AVAILABLE DATA:

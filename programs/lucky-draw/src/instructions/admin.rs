use anchor_lang::prelude::*;

use crate::constants::*;
use crate::state::{DrawConfig, DrawPhase, DrawSession, LockMode, PrizePool};

/// Accounts required to initialize the lucky draw.
/// Creates the config, prize pool and draw session PDAs in one shot.
#[derive(Accounts)]
pub struct Initialize<'info> {
    /// The account paying for account creation and fees.
    #[account(mut)]
    pub payer: Signer<'info>,

    /// Configuration: authority, child lock, cover image, phase durations.
    #[account(
        init,
        payer = payer,
        space = 8 + DrawConfig::INIT_SPACE,
        seeds = [DRAW_CONFIG_SEED],
        bump
    )]
    pub draw_config: Box<Account<'info, DrawConfig>>,

    /// The prize pool, seeded with the stock list.
    #[account(
        init,
        payer = payer,
        space = 8 + PrizePool::INIT_SPACE,
        seeds = [PRIZE_POOL_SEED],
        bump
    )]
    pub prize_pool: Box<Account<'info, PrizePool>>,

    /// The draw session, starting Idle at generation zero.
    #[account(
        init,
        payer = payer,
        space = 8 + DrawSession::INIT_SPACE,
        seeds = [DRAW_SESSION_SEED],
        bump
    )]
    pub draw_session: Box<Account<'info, DrawSession>>,

    /// System program to create accounts.
    pub system_program: Program<'info, System>,
}

/// Initializes the config, pool and session. Zero durations fall back to
/// the defaults, letting the client pass only what it wants to override.
#[allow(clippy::too_many_arguments)]
pub fn process_initialize(
    ctx: Context<Initialize>,
    lock_mode: LockMode,
    spin_duration: u64,
    return_duration: u64,
    reveal_delay: u64,
    fade_delay: u64,
    scatter_duration: u64,
    converge_duration: u64,
) -> Result<()> {
    fn or_default(value: u64, default: u64) -> u64 {
        if value == 0 {
            default
        } else {
            value
        }
    }

    let config = &mut ctx.accounts.draw_config;
    config.bump = ctx.bumps.draw_config;
    config.authority = ctx.accounts.payer.key();
    config.randomness_account = Pubkey::default();
    config.child_locked = false;
    config.lock_mode = lock_mode;
    config.cover_image = DEFAULT_COVER_IMAGE.to_string();
    config.spin_duration = or_default(spin_duration, DEFAULT_SPIN_DURATION);
    config.return_duration = or_default(return_duration, DEFAULT_RETURN_DURATION);
    config.reveal_delay = or_default(reveal_delay, DEFAULT_REVEAL_DELAY);
    config.fade_delay = or_default(fade_delay, DEFAULT_FADE_DELAY);
    config.scatter_duration = or_default(scatter_duration, DEFAULT_SCATTER_DURATION);
    config.converge_duration = or_default(converge_duration, DEFAULT_CONVERGE_DURATION);

    let pool = &mut ctx.accounts.prize_pool;
    pool.bump = ctx.bumps.prize_pool;
    pool.entries = PrizePool::default_entries();

    let session = &mut ctx.accounts.draw_session;
    session.bump = ctx.bumps.draw_session;
    session.phase = DrawPhase::Idle;
    session.generation = 0;
    session.deadline_slot = 0;
    session.selected_id = None;

    msg!("Lucky draw initialized with {} prizes", pool.entries.len());
    Ok(())
}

WORK TO COMPLETE: Reproduce the material word for word. Leave nothing out.

EXERCISE OUTPUT:
filename programs/lucky-draw/src/instructions/admin.rs
use anchor_lang::prelude::*;

use crate::constants::*;
use crate::state::{DrawConfig, DrawPhase, DrawSession, LockMode, PrizePool};

/// Accounts required to initialize the lucky draw.
/// Creates the config, prize pool and draw session PDAs in one shot.
#[derive(Accounts)]
pub struct Initialize<'info> {
    /// The account paying for account creation and fees.
    #[account(mut)]
    pub payer: Signer<'info>,

    /// Configuration: authority, child lock, cover image, phase durations.
    #[account(
        init,
        payer = payer,
        space = 8 + DrawConfig::INIT_SPACE,
        seeds = [DRAW_CONFIG_SEED],
        bump
    )]
    pub draw_config: Box<Account<'info, DrawConfig>>,

    /// The prize pool, seeded with the stock list.
    #[account(
        init,
        payer = payer,
        space = 8 + PrizePool::INIT_SPACE,
        seeds = [PRIZE_POOL_SEED],
        bump
    )]
    pub prize_pool: Box<Account<'info, PrizePool>>,

    /// The draw session, starting Idle at generation zero.
    #[account(
        init,
        payer = payer,
        space = 8 + DrawSession::INIT_SPACE,
        seeds = [DRAW_SESSION_SEED],
        bump
    )]
    pub draw_session: Box<Account<'info, DrawSession>>,

    /// System program to create accounts.
    pub system_program: Program<'info, System>,
}

/// Initializes the config, pool and session. Zero durations fall back to
/// the defaults, letting the client pass only what it wants to override.
#[allow(clippy::too_many_arguments)]
pub fn process_initialize(
    ctx: Context<Initialize>,
    lock_mode: LockMode,
    spin_duration: u64,
    return_duration: u64,
    reveal_delay: u64,
    fade_delay: u64,
    scatter_duration: u64,
    converge_duration: u64,
) -> Result<()> {
    fn or_default(value: u64, default: u64) -> u64 {
        if value == 0 {
            default
        } else {
            value
        }
    }

    let config = &mut ctx.accounts.draw_config;
    config.bump = ctx.bumps.draw_config;
    config.authority = ctx.accounts.payer.key();
    config.randomness_account = Pubkey::default();
    config.child_locked = false;
    config.lock_mode = lock_mode;
    config.cover_image = DEFAULT_COVER_IMAGE.to_string();
    config.spin_duration = or_default(spin_duration, DEFAULT_SPIN_DURATION);
    config.return_duration = or_default(return_duration, DEFAULT_RETURN_DURATION);
    config.reveal_delay = or_default(reveal_delay, DEFAULT_REVEAL_DELAY);
    config.fade_delay = or_default(fade_delay, DEFAULT_FADE_DELAY);
    config.scatter_duration = or_default(scatter_duration, DEFAULT_SCATTER_DURATION);
    config.converge_duration = or_default(converge_duration, DEFAULT_CONVERGE_DURATION);

    let pool = &mut ctx.accounts.prize_pool;
    pool.bump = ctx.bumps.prize_pool;
    pool.entries = PrizePool::default_entries();

    let session = &mut ctx.accounts.draw_session;
    session.bump = ctx.bumps.draw_session;
    session.phase = DrawPhase::Idle;
    session.generation = 0;
    session.deadline_slot = 0;
    session.selected_id = None;

    msg!("Lucky draw initialized with {} prizes", pool.entries.len());
    Ok(())
}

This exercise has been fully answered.